Il rapporto debito/Pil italiano è in continua crescita. Inoltre, le azioni a voto plurimo previste dal decreto sviluppo del governo Renzi agevolano la privatizzazione di quote Eni, Enel e Finmeccanica. La novità normativa in vigore dal 24 giugno rende possibile per le società quotate in Borsa introdurre clausole statutarie che “possono disporre che sia attribuito voto maggiorato, fino a un massimo di due voti, per ciascuna azione appartenuta al medesimo soggetto per un periodo continuativo non inferiore a ventiquattro mesi”. In pratica a ciascuna azione non corrisponderà più necessariamente un solo voto, ma uno o due a seconda dei casi, e quindi il governo potrà mantenere il controllo delle società pubbliche anche con un pacchetto di azioni più limitato. Ne abbiamo parlato con Mario Seminerio, economista e direttore del blog Phastidio.net.



Le azioni a voto plurimo saranno uno stimolo a procedere con le privatizzazioni?

Le azioni a voto plurimo sono concepite per agevolare la quotazione di aziende, piccole e medie, che devono cambiare scala dimensionale e aprirsi maggiormente al capitale. Lo ritengo una sorta di salto di qualità dimensionale. L’azione a voto plurimo che è vista cioè come una sorta di incentivo alla proprietà e al controllo attuale per allettare nuovo capitale senza perdere il controllo almeno nella fase iniziale. In caso di cessione di pacchetti a nuovi acquirenti il voto plurimo decade e si torna a un voto per azione.



La crescita del Pil inferiore a quanto previsto farà crescere il rapporto debito/Pil. Ciò rende le privatizzazioni maggiormente necessarie?

Alla luce dell’ordine di grandezza del debito, ritengo veramente velleitario credere che privatizzazioni di pochi miliardi possano fare la differenza. Finalmente se ne stanno accorgendo anche al governo. In una recente intervista il sottosegretario Delrio ha rilanciato gli Euro Union Bond di Prodi e Quadrio Curzio, aggiungendo che le privatizzazioni saranno fatte comunque perché vogliamo uno Stato leggero, ma che le vere leve per modificare in modo significativo il rapporto debito/Pil saranno altre. La posta in gioco in termini di montagne di debito è sempre più grande, e le risorse che si possono raccogliere attraverso dismissioni parziali di patrimonio pubblico sono veramente ben poca cosa, come documentano anche gli esempi di Grecia e Spagna.



Perché le privatizzazioni non rendono quanto ci si aspetterebbe?

Bisogna vedere che cosa si può privatizzare.
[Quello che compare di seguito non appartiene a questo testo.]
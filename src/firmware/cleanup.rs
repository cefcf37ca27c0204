//! Remove transient partition files and extraction directories

use super::partitions::PartitionDescriptor;
use super::paths::WorkPaths;
use crate::config::{FailurePolicy, ToolPaths};
use crate::exceptions::Result;
use crate::tools::{BatchReport, removal_commands, run_parallel};
use log::{debug, info};
use std::fs;
use std::io::ErrorKind;

/// Remove the raw partition files; files that are already gone are skipped
///
/// Returns the number of files actually removed.
///
/// # Errors
///
/// Returns an error if an existing file cannot be removed.
pub fn cleanup(partitions: &[PartitionDescriptor], paths: &WorkPaths) -> Result<usize> {
    info!("🧹 Removing junk binaries");
    let mut removed = 0;

    for part in partitions {
        let path = paths.partition(part);
        match fs::remove_file(&path) {
            Ok(()) => {
                debug!("🗑️ Removed {}", part.name);
                removed += 1;
            }
            Err(e) if e.kind() == ErrorKind::NotFound => {
                debug!("⏭️ {} not present, skipping", part.name);
            }
            Err(e) => return Err(e.into()),
        }
    }

    info!("🧹 Removed {removed} partition file(s)");
    Ok(removed)
}

/// Remove partition files, then the extraction directories in parallel
///
/// # Errors
///
/// Returns an error if a partition file cannot be removed, or if a removal
/// tool fails under [`FailurePolicy::Abort`].
pub fn full_cleanup(
    partitions: &[PartitionDescriptor],
    paths: &WorkPaths,
    tools: &ToolPaths,
    policy: FailurePolicy,
) -> Result<BatchReport> {
    info!("🧹 Total cleanup starting");
    cleanup(partitions, paths)?;

    let report = run_parallel(&removal_commands(tools, paths), policy)?;
    info!("✅ Total cleanup completed");
    Ok(report)
}

#[cfg(test)]
mod tests {
    use super::*;
    use crate::firmware::get_partitions;
    use tempfile::TempDir;

    #[test]
    fn test_cleanup_with_missing_files() {
        let temp = TempDir::new().unwrap();
        fs::write(temp.path().join("uimage_header"), [0u8; 0x40]).unwrap();
        fs::write(temp.path().join("jffs2"), [0u8; 16]).unwrap();
        fs::write(temp.path().join("unrelated.txt"), "keep").unwrap();

        let removed = cleanup(&get_partitions(), &WorkPaths::new(temp.path())).unwrap();

        assert_eq!(removed, 2);
        assert!(!temp.path().join("uimage_header").exists());
        assert!(!temp.path().join("jffs2").exists());
        assert!(temp.path().join("unrelated.txt").exists());
    }

    #[test]
    fn test_cleanup_is_idempotent() {
        let temp = TempDir::new().unwrap();
        let paths = WorkPaths::new(temp.path());
        assert_eq!(cleanup(&get_partitions(), &paths).unwrap(), 0);
        assert_eq!(cleanup(&get_partitions(), &paths).unwrap(), 0);
    }

    #[cfg(unix)]
    #[test]
    fn test_full_cleanup_removes_extraction_dirs() {
        let temp = TempDir::new().unwrap();
        fs::create_dir_all(temp.path().join("squashfs_1_out/etc")).unwrap();
        fs::write(temp.path().join("squashfs_1_out/etc/passwd"), "root").unwrap();
        fs::create_dir_all(temp.path().join("jffs2_out")).unwrap();
        fs::write(temp.path().join("squashfs_2"), [1u8; 4]).unwrap();

        let report = full_cleanup(
            &get_partitions(),
            &WorkPaths::new(temp.path()),
            &ToolPaths::default(),
            FailurePolicy::Abort,
        )
        .unwrap();

        assert!(report.is_success());
        assert_eq!(report.outcomes.len(), 3);
        assert!(!temp.path().join("squashfs_1_out").exists());
        assert!(!temp.path().join("jffs2_out").exists());
        assert!(!temp.path().join("squashfs_2").exists());
    }
}
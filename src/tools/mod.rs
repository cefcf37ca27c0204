//! External unpack/pack tools: argv conventions, batch runner, output parsing

pub mod command;
pub mod probe;
pub mod runner;
pub mod signals;

pub use command::{
    ToolCommand, extraction_commands, probe_command, removal_commands, repack_command,
};
pub use probe::{SquashfsParams, parse_squashfs_params};
pub use runner::{BatchReport, ToolOutcome, ToolStatus, run_captured, run_parallel};
pub use signals::install_interrupt_handler;
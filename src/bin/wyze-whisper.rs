//! wyze-whisper binary: split, extract, repack and merge firmware images

use clap::Parser;
use std::{env, panic, path::PathBuf, process};
use whisper::exit_codes::{EXIT_INVALID_ARGS, EXIT_PANIC, EXIT_SUCCESS};
use whisper::firmware::defaults::DEFAULT_MAKE_TARGET;
use whisper::logger::{JsonLogger, LOG_LEVEL_ENV, is_json_logging, verbose_level};
use whisper::{Config, FailurePolicy, Mode, ToolPaths};

// -V is --verbose here, so clap's own version flag stays off
#[derive(Parser, Debug)]
#[command(about = "Unpack and repack camera firmware images")]
struct Args {
    /// Mode to use
    #[arg(long, value_parser = ["pack", "unpack", "make", "cleanup"])]
    mode: String,

    /// Binary to pack or unpack (only used with --mode pack|unpack)
    #[arg(long)]
    binary: Option<PathBuf>,

    /// Enable verbose logging (LEVEL: DEBUG)
    #[arg(short = 'V', long)]
    verbose: bool,

    /// Directory holding partition files and extraction directories
    #[arg(long, default_value = ".")]
    workdir: PathBuf,

    /// What to do when an external tool fails
    #[arg(long, value_parser = ["abort", "continue"], default_value = "abort")]
    on_tool_failure: String,

    /// Squashfs partition rebuilt by --mode make
    #[arg(long, default_value = DEFAULT_MAKE_TARGET)]
    partition: String,

    /// Log level (trace, debug, info, warn, error, json[:level])
    #[arg(long)]
    log_level: Option<String>,
}

fn main() {
    // Set up panic handler to return specific exit code
    panic::set_hook(Box::new(|panic_info| {
        eprintln!("PANIC: {}", panic_info);
        process::exit(EXIT_PANIC);
    }));

    let result = panic::catch_unwind(run);

    match result {
        Ok(exit_code) => process::exit(exit_code),
        Err(_) => {
            eprintln!("Fatal: Unhandled panic in wyze-whisper");
            process::exit(EXIT_PANIC);
        }
    }
}

fn run() -> i32 {
    // Handle --version before clap
    if env::args().nth(1).as_deref() == Some("--version") {
        println!("wyze-whisper {}", whisper::version::full_version());
        return EXIT_SUCCESS;
    }

    let args = match Args::try_parse() {
        Ok(args) => args,
        Err(e) => {
            let _ = e.print();
            return if e.use_stderr() {
                EXIT_INVALID_ARGS
            } else {
                EXIT_SUCCESS
            };
        }
    };

    // --log-level wins over the environment, and -V only raises the level
    let requested = args
        .log_level
        .clone()
        .or_else(|| env::var(LOG_LEVEL_ENV).ok());
    if args.verbose {
        JsonLogger::init_with_level(verbose_level(requested.as_deref()), "CLI --verbose");
    } else if let Some(ref level) = args.log_level {
        JsonLogger::init_with_level(level, "CLI --log-level");
    } else {
        JsonLogger::init();
    }

    let config = match build_config(&args) {
        Ok(config) => config,
        Err(e) => {
            eprintln!("{e}");
            return e.exit_code();
        }
    };
    log::debug!("🔧 {config:?}");

    if let Err(e) = whisper::tools::install_interrupt_handler() {
        log::warn!("⚠️ Could not install interrupt handler: {e}");
    }

    match whisper::run(&config) {
        Ok(()) => EXIT_SUCCESS,
        Err(e) => {
            log::error!("❌ {e}");
            if !is_json_logging() {
                eprintln!("Error: {e}");
            }
            e.exit_code()
        }
    }
}

fn build_config(args: &Args) -> whisper::exceptions::Result<Config> {
    let mode: Mode = args.mode.parse()?;
    let policy: FailurePolicy = args.on_tool_failure.parse()?;

    let mut config = Config::new(mode)
        .with_workdir(&args.workdir)
        .with_failure_policy(policy)
        .with_tools(ToolPaths::from_env());
    config.binary = args.binary.clone();
    config.make_target = args.partition.clone();
    Ok(config)
}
Nel caso italiano abbiamo numerose partecipate del Tesoro che non fanno altro che produrre perdite, in quanto occultano interessi di altra natura e avrebbero seri problemi a rimanere sul mercato. In quel caso non ci sarebbe da privatizzare, ma da chiudere. Più in generale negli ultimi anni il volume delle privatizzazioni a livello mondiale è calato a causa della crisi, ora c’è molta più liquidità, stanno riprendendo attività di fusione e quindi è possibile che chi ha qualcosa di sostanzioso da offrire possa tornare a vendere.

 

I dividendi di Eni, Enel e Finmeccanica sono importanti per le casse del Tesoro. Conviene perderli?

Se una società è gestita bene e dà un dividendo importante come nel caso di Eni, privarsene è un problema. Allo Stato attuale Eni non è sulla lista dei collocamenti imminenti, in quanto il controllo del “cane a sei zampe” appare blindato. Il caso di Finmeccanica è un po’ diverso, perché si tratta di un conglomerato industriale, quindi con criticità differenti e minori profili di redditività.

 

Il recente flop dell’Ipo di Fincantieri significa che non è il momento migliore per la vendita di quote di società pubbliche?

Ogni operazione fa storia a sé. Nel caso di Fincantieri bisognerebbe valutare meglio, ma è successo qualcosa di problematico ed è insorta una criticità. Il fatto che gli investitori istituzionali italiani e soprattutto esteri, che erano nel consorzio di collocamento, abbiano ritenuto di prenotare una quantità estremamente bassa di azioni è un campanello d’allarme importante. Intanto si tratta di un danno d’immagine per chi ha pianificato l’operazione, la quale è stata inoltre prezzata in modo problematico.